Two binuclear copper (II) complexes ([Cu2(L1)2(Py)4] (1) and [Cu2(L2)2(Py)4] (2) where H2L1 (3-((2-hydroxybenzylidene)amino)benzoic acid and H2L2 (3-((2-hydroxy-5-nitrobenzylidene)amino)benzoic acid) have been synthesized and characterized by analytical and different spectroscopic technique. The X-ray diffraction analysis of both 1 and 2 complexes revealed that the geometry around the copper (II) centres are distorted square pyramidal. The crystal lattice in both 1 and 2 are stabilized by several types of intermolecular hydrogen bonds and π…π interactions. The intermolecular interactions on the crystal packing of 1 and 2 have been further studied by Hirshfeld surface analysis and corresponding 2D fingerprint plots. The interaction of 1 and 2 with calf thymus DNA (ct-DNA) have also been evaluated using absorption and fluorescence techniques and the result indicates that both 1 and 2 can bind to ct-DNA via an intercalative mode.
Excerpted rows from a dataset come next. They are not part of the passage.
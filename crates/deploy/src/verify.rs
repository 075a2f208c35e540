//! Post-deployment verification.
//!
//! Reads the deployed system back through view calls and compares it to what
//! the run recorded.

use std::fmt;

use alloy_core::primitives::Address;
use anyhow::Result;
use comfy_table::{Table, presets::UTF8_FULL};

use crate::{
    DeployConfig,
    chain::{self, Chain},
    contracts::{IOwnable, IStrategy},
    registry::{CollateralAsset, ServiceName, ServiceRegistry},
    stages::Deployment,
};

/// Verification report for a deployment.
pub struct VerificationReport {
    pub checks: Vec<Check>,
    /// Overall result: every check passed.
    pub healthy: bool,
}

/// One read-back comparison.
pub struct Check {
    pub name: String,
    pub expected: String,
    /// What the chain returned, or the error that prevented reading it.
    pub actual: String,
    pub passed: bool,
}

impl Check {
    fn compare<T: PartialEq + fmt::Display>(
        name: impl Into<String>,
        expected: T,
        actual: Result<T>,
    ) -> Self {
        let (actual, passed) = match actual {
            Ok(actual) => {
                let passed = actual == expected;
                (actual.to_string(), passed)
            }
            Err(e) => (format!("error: {e:#}"), false),
        };
        Self {
            name: name.into(),
            expected: expected.to_string(),
            actual,
            passed,
        }
    }
}

/// Read back ownership, loan-to-value and every registry entry.
pub async fn verify_deployment<C: Chain>(
    chain: &C,
    config: &DeployConfig,
    deployment: &Deployment,
) -> Result<VerificationReport> {
    let system = &deployment.system;
    let strategy = system.protocol.strategy.proxy;
    let registry = ServiceRegistry::new(chain, system.foundation.registry);

    let mut checks = Vec::new();

    let owner = chain::view(chain, strategy, IOwnable::ownerCall {})
        .await
        .map(|r| r._0);
    checks.push(Check::compare(
        "Strategy owner",
        system.protocol.vault.proxy,
        owner,
    ));

    let loan_to_value = chain::view(chain, strategy, IStrategy::getLoanToValueCall {})
        .await
        .map(|r| r._0);
    checks.push(Check::compare(
        "Loan-to-value",
        config.loan_to_value,
        loan_to_value,
    ));

    let mut expected: Vec<(ServiceName, Address)> = vec![
        (ServiceName::Weth, config.weth),
        (ServiceName::UniswapRouter, config.uniswap_router),
        (ServiceName::UniswapQuoter, config.uniswap_quoter),
        (ServiceName::AaveV3, config.aave_pool),
        (ServiceName::BalancerVault, config.balancer_vault),
        (ServiceName::Settings, system.wiring.settings.proxy),
        (ServiceName::FlashLender, system.wiring.flash_lender),
    ];
    expected.extend(
        [CollateralAsset::CbEth, CollateralAsset::WstEth]
            .into_iter()
            .filter_map(|asset| {
                config
                    .collateral_address(asset)
                    .map(|address| (asset.service_name(), address))
            }),
    );
    expected.extend(
        system
            .wiring
            .oracles
            .iter()
            .map(|(pair, address)| (ServiceName::Oracle(*pair), *address)),
    );

    for (name, address) in expected {
        let resolved = registry
            .resolve(name)
            .await
            .map(|resolved| resolved.unwrap_or(Address::ZERO));
        checks.push(Check::compare(format!("Registry: {name}"), address, resolved));
    }

    let healthy = checks.iter().all(|c| c.passed);
    if healthy {
        tracing::info!(checks = checks.len(), "Deployment verified");
    } else {
        tracing::warn!(
            failed = checks.iter().filter(|c| !c.passed).count(),
            "Deployment verification failed"
        );
    }

    Ok(VerificationReport { checks, healthy })
}

impl VerificationReport {
    /// Fail with the names of the failed checks, if any.
    pub fn ensure_healthy(&self) -> Result<()> {
        if self.healthy {
            return Ok(());
        }
        let failed: Vec<&str> = self
            .checks
            .iter()
            .filter(|c| !c.passed)
            .map(|c| c.name.as_str())
            .collect();
        anyhow::bail!("Deployment verification failed: {}", failed.join(", "))
    }

    pub fn to_table(&self) -> Table {
        let mut table = Table::new();
        table.load_preset(UTF8_FULL);
        table.set_header(vec!["Check", "Expected", "Actual", "Status"]);
        for check in &self.checks {
            table.add_row(vec![
                check.name.clone(),
                check.expected.clone(),
                check.actual.clone(),
                status_label(check.passed).to_string(),
            ]);
        }
        table
    }
}

impl fmt::Display for VerificationReport {
    fn fmt(&self, f: &mut fmt::Formatter<'_>) -> fmt::Result {
        let status = if self.healthy { "VERIFIED" } else { "FAILED" };
        writeln!(f, "Deployment Status: {}", status)?;
        write!(f, "{}", self.to_table())
    }
}

fn status_label(passed: bool) -> &'static str {
    if passed { "ok" } else { "MISMATCH" }
}
impl MemoryChain {
    pub fn new(chain_id: u64) -> Self {
        Self::with_deployer(chain_id, DEFAULT_DEPLOYER)
    }

    pub fn with_deployer(chain_id: u64, deployer: Address) -> Self {
        Self {
            deployer,
            chain_id,
            state: Mutex::new(State::default()),
        }
    }

    /// Make every later deployment of `contract` revert.
    pub fn revert_deployments_of(&self, contract: Contract) -> Result<()> {
        self.lock()?.failing.insert(contract);
        Ok(())
    }

    /// Accepted transactions, oldest first.
    pub fn transactions(&self) -> Result<Vec<Transaction>> {
        Ok(self.lock()?.transactions.clone())
    }

    /// The contract deployed at `address`, if any.
    pub fn contract_at(&self, address: Address) -> Result<Option<Contract>> {
        Ok(self.lock()?.accounts.get(&address).map(|a| a.contract))
    }

    /// Raw registry slot, bypassing the call interface.
    pub fn registry_slot(&self, registry: Address, id: B256) -> Result<Option<Address>> {
        Ok(self
            .lock()?
            .accounts
            .get(&registry)
            .and_then(|a| a.services.get(&id).copied()))
    }

    fn lock(&self) -> Result<MutexGuard<'_, State>> {
        self.state
            .lock()
            .map_err(|_| anyhow!("Memory chain state is poisoned"))
    }

    fn deploy_now(&self, contract: Contract, code: &[u8], args: &[u8]) -> Result<Address> {
        let mut state = self.lock()?;

        let address = self.deployer.create(state.nonce);
        state.nonce += 1;

        let action = format!("deploying {contract}");
        if state.failing.contains(&contract) {
            return Err(DeployError::reverted(action, "injected revert").into());
        }
        if code.is_empty() {
            return Err(DeployError::reverted(action, "empty creation code").into());
        }

        let mut account = Account::new(contract);
        match contract {
            Contract::ProxyAdmin | Contract::ServiceRegistry => {
                let owner = decode_address(args).map_err(|e| DeployError::reverted(&action, e))?;
                account.owner = Some(owner);
            }
            Contract::Proxy => {
                let (logic, admin, init) = decode_proxy_args(args)
                    .map_err(|e| DeployError::reverted(&action, e.to_string()))?;

                let logic = state.accounts.get(&logic).ok_or_else(|| {
                    DeployError::reverted(&action, format!("no implementation at {logic}"))
                })?;
                if state.accounts.get(&admin).map(|a| a.contract) != Some(Contract::ProxyAdmin) {
                    let reason = format!("{admin} is not a proxy admin");
                    return Err(DeployError::reverted(&action, reason).into());
                }

                // The proxy takes on the implementation's behavior with fresh storage.
                account = Account::new(logic.contract);
                if !init.is_empty() {
                    execute(&mut account, self.deployer, &init)
                        .map_err(|reason| DeployError::reverted(&action, reason))?;
                }
            }
            _ => {}
        }

        state.accounts.insert(address, account);
        state.transactions.push(Transaction::Deploy { contract, address });
        tracing::debug!(%contract, %address, "Memory chain created contract");
        Ok(address)
    }

    fn send_now(&self, to: Address, data: &[u8]) -> Result<B256> {
        let mut state = self.lock()?;
        let action = format!("calling {to}");

        let account = state
            .accounts
            .get_mut(&to)
            .ok_or_else(|| DeployError::reverted(&action, "no contract at address"))?;
        execute(account, self.deployer, data)
            .map_err(|reason| DeployError::reverted(&action, reason))?;

        let selector = selector(data).map_err(|reason| DeployError::reverted(&action, reason))?;
        state.transactions.push(Transaction::Call { to, selector });

        let nonce = state.nonce;
        state.nonce += 1;
        let preimage = (self.deployer, U256::from(nonce), Bytes::copy_from_slice(data));
        Ok(keccak256(preimage.abi_encode()))
    }

    fn call_now(&self, to: Address, data: &[u8]) -> Result<Bytes> {
        let state = self.lock()?;
        let action = format!("reading {to}");

        // Calls run against a copy, so nothing leaks into state.
        let mut account = state
            .accounts
            .get(&to)
            .cloned()
            .ok_or_else(|| DeployError::reverted(&action, "no contract at address"))?;
        execute(&mut account, self.deployer, data)
            .map_err(|reason| DeployError::reverted(&action, reason).into())
    }
}

impl Chain for MemoryChain {
    fn deployer(&self) -> Address {
        self.deployer
    }

    fn chain_id(&self) -> u64 {
        self.chain_id
    }

    async fn deploy(&self, contract: Contract, code: Bytes, args: Bytes) -> Result<Address> {
        self.deploy_now(contract, &code, &args)
    }

    async fn send(&self, to: Address, data: Bytes) -> Result<B256> {
        self.send_now(to, &data)
    }

    async fn call(&self, to: Address, data: Bytes) -> Result<Bytes> {
        self.call_now(to, &data)
    }
}

fn selector(data: &[u8]) -> Result<[u8; 4], String> {
    data.get(..4)
        .and_then(|s| <[u8; 4]>::try_from(s).ok())
        .ok_or_else(|| "calldata shorter than a selector".to_string())
}

fn decode_address(args: &[u8]) -> Result<Address, String> {
    <(Address,)>::abi_decode_params(args, true)
        .map(|(address,)| address)
        .map_err(|e| format!("malformed constructor arguments: {e}"))
}

fn decode<T: SolCall>(data: &[u8]) -> Result<T, String> {
    T::abi_decode(data, true).map_err(|e| format!("malformed {} calldata: {e}", T::SIGNATURE))
}

fn only(role: &str, expected: Option<Address>, caller: Address) -> Result<(), String> {
    if expected == Some(caller) {
        Ok(())
    } else {
        Err(format!("caller {caller} is not the {role}"))
    }
}

fn initialize_once(account: &mut Account) -> Result<(), String> {
    if account.initialized {
        return Err("contract is already initialized".into());
    }
    account.initialized = true;
    Ok(())
}

const REGISTER_SERVICE: [u8; 4] = IServiceRegistry::registerServiceCall::SELECTOR;
const UNREGISTER_SERVICE: [u8; 4] = IServiceRegistry::unregisterServiceCall::SELECTOR;
const GET_SERVICE: [u8; 4] = IServiceRegistry::getServiceFromHashCall::SELECTOR;
const SETTINGS_INITIALIZE: [u8; 4] = ISettings::initializeCall::SELECTOR;
const STRATEGY_INITIALIZE: [u8; 4] = IStrategy::initializeCall::SELECTOR;
const SET_LOAN_TO_VALUE: [u8; 4] = IStrategy::setLoanToValueCall::SELECTOR;
const GET_LOAN_TO_VALUE: [u8; 4] = IStrategy::getLoanToValueCall::SELECTOR;
const VAULT_INITIALIZE: [u8; 4] = IVault::initializeCall::SELECTOR;
const OWNER: [u8; 4] = IOwnable::ownerCall::SELECTOR;
const TRANSFER_OWNERSHIP: [u8; 4] = IOwnable::transferOwnershipCall::SELECTOR;

/// Run `data` against `account` as `caller`, returning the ABI-encoded output.
fn execute(account: &mut Account, caller: Address, data: &[u8]) -> Result<Bytes, String> {
    let selector = selector(data)?;
    let output: Vec<u8> = match (account.contract, selector) {
        (Contract::ServiceRegistry, REGISTER_SERVICE) => {
            let call = decode::<IServiceRegistry::registerServiceCall>(data)?;
            only("owner", account.owner, caller)?;
            account.services.insert(call.serviceNameHash, call.serviceAddress);
            Vec::new()
        }
        (Contract::ServiceRegistry, UNREGISTER_SERVICE) => {
            let call = decode::<IServiceRegistry::unregisterServiceCall>(data)?;
            only("owner", account.owner, caller)?;
            account.services.remove(&call.serviceNameHash);
            Vec::new()
        }
        (Contract::ServiceRegistry, GET_SERVICE) => {
            let call = decode::<IServiceRegistry::getServiceFromHashCall>(data)?;
            account
                .services
                .get(&call.serviceHash)
                .copied()
                .unwrap_or(Address::ZERO)
                .abi_encode()
        }
        (Contract::Settings, SETTINGS_INITIALIZE) => {
            let call = decode::<ISettings::initializeCall>(data)?;
            initialize_once(account)?;
            account.owner = Some(call.initialOwner);
            Vec::new()
        }
        (Contract::StrategyAaveV3Any, STRATEGY_INITIALIZE) => {
            let call = decode::<IStrategy::initializeCall>(data)?;
            initialize_once(account)?;
            account.owner = Some(call.initialOwner);
            account.governor = Some(call.initialGovernor);
            Vec::new()
        }
        (Contract::StrategyAaveV3Any, SET_LOAN_TO_VALUE) => {
            let call = decode::<IStrategy::setLoanToValueCall>(data)?;
            only("governor", account.governor, caller)?;
            account.loan_to_value = call.loanToValue;
            Vec::new()
        }
        (Contract::StrategyAaveV3Any, GET_LOAN_TO_VALUE) => {
            account.loan_to_value.abi_encode()
        }
        (Contract::Vault, VAULT_INITIALIZE) => {
            let call = decode::<IVault::initializeCall>(data)?;
            initialize_once(account)?;
            account.owner = Some(call.initialOwner);
            Vec::new()
        }
        (_, OWNER) if account.owner.is_some() => {
            account.owner.unwrap_or_default().abi_encode()
        }
        (_, TRANSFER_OWNERSHIP) if account.owner.is_some() => {
            let call = decode::<IOwnable::transferOwnershipCall>(data)?;
            only("owner", account.owner, caller)?;
            if call.newOwner == Address::ZERO {
                return Err("new owner is the zero address".into());
            }
            account.owner = Some(call.newOwner);
            Vec::new()
        }
        (contract, selector) => {
            return Err(format!(
                "{contract} has no function with selector 0x{}",
                hex::encode(selector)
            ));
        }
    };
    Ok(output.into())
}

#[cfg(test)]
mod tests {
    use super::*;
    use crate::chain::{transact, view};
    use crate::contracts::{address_arg, proxy_args};

    const CODE: &[u8] = &[0x60, 0x80];

    async fn deploy(chain: &MemoryChain, contract: Contract, args: Bytes) -> Address {
        chain
            .deploy(contract, Bytes::from_static(CODE), args)
            .await
            .expect("deployment should succeed")
    }

    #[tokio::test]
    async fn test_addresses_follow_deployer_nonce() {
        let chain = MemoryChain::default();
        let first = deploy(&chain, Contract::MathLibrary, Bytes::new()).await;
        let second = deploy(&chain, Contract::MathLibrary, Bytes::new()).await;

        assert_eq!(first, DEFAULT_DEPLOYER.create(0));
        assert_eq!(second, DEFAULT_DEPLOYER.create(1));
    }

    #[tokio::test]
    async fn test_registry_is_owner_gated() {
        let chain = MemoryChain::default();
        let stranger = Address::repeat_byte(0x99);
        let registry = deploy(&chain, Contract::ServiceRegistry, address_arg(stranger)).await;

        let err = transact(
            &chain,
            registry,
            IServiceRegistry::registerServiceCall {
                serviceNameHash: B256::repeat_byte(0x01),
                serviceAddress: Address::repeat_byte(0x02),
            },
        )
        .await
        .unwrap_err();
        assert_eq!(crate::error_kind(&err), Some(crate::ErrorKind::Transaction));
    }

    #[tokio::test]
    async fn test_proxy_runs_initializer_once() {
        let chain = MemoryChain::default();
        let admin = deploy(&chain, Contract::ProxyAdmin, address_arg(DEFAULT_DEPLOYER)).await;
        let settings = deploy(&chain, Contract::Settings, Bytes::new()).await;

        let init: Bytes = ISettings::initializeCall {
            initialOwner: DEFAULT_DEPLOYER,
        }
        .abi_encode()
        .into();
        let proxy = deploy(&chain, Contract::Proxy, proxy_args(settings, admin, init.clone())).await;

        assert_eq!(chain.contract_at(proxy).unwrap(), Some(Contract::Settings));
        let owner = view(&chain, proxy, IOwnable::ownerCall {}).await.unwrap();
        assert_eq!(owner._0, DEFAULT_DEPLOYER);

        let err = chain.send(proxy, init).await.unwrap_err();
        assert!(format!("{err:#}").contains("already initialized"));
    }

    #[tokio::test]
    async fn test_proxy_requires_proxy_admin() {
        let chain = MemoryChain::default();
        let settings = deploy(&chain, Contract::Settings, Bytes::new()).await;

        let err = chain
            .deploy(
                Contract::Proxy,
                Bytes::from_static(CODE),
                proxy_args(settings, Address::repeat_byte(0x05), Bytes::new()),
            )
            .await
            .unwrap_err();
        assert!(err.to_string().contains("is not a proxy admin"));
    }

    #[tokio::test]
    async fn test_injected_revert_records_nothing() {
        let chain = MemoryChain::default();
        chain.revert_deployments_of(Contract::Vault).unwrap();

        let err = chain
            .deploy(Contract::Vault, Bytes::from_static(CODE), Bytes::new())
            .await
            .unwrap_err();
        assert_eq!(crate::error_kind(&err), Some(crate::ErrorKind::Transaction));
        assert!(chain.transactions().unwrap().is_empty());
    }

    #[tokio::test]
    async fn test_unknown_selector_reverts() {
        let chain = MemoryChain::default();
        let library = deploy(&chain, Contract::MathLibrary, Bytes::new()).await;

        let Err(err) = view(&chain, library, IOwnable::ownerCall {}).await else {
            panic!("owner() on a library should revert");
        };
        assert!(format!("{err:#}").contains("has no function with selector"));
    }
}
The binding constant using absorption spectra between 1 with ct-DNA and 2 with ct-DNA have been found to be (10.3 ± 0.02) × 104 M−1 and (6.91 ± 0.01) × 104 M−1 respectively. Molecular docking studies also support the partial insertion of both 1 and 2 into the DNA backbone. Importantly, in Cu(II) complex 2, the Schiff base ligand possessing a significant electron withdrawing –NO2 group exhibits less interaction with ct-DNA compared to 1, containing less or no electron withdrawing character Schiff base.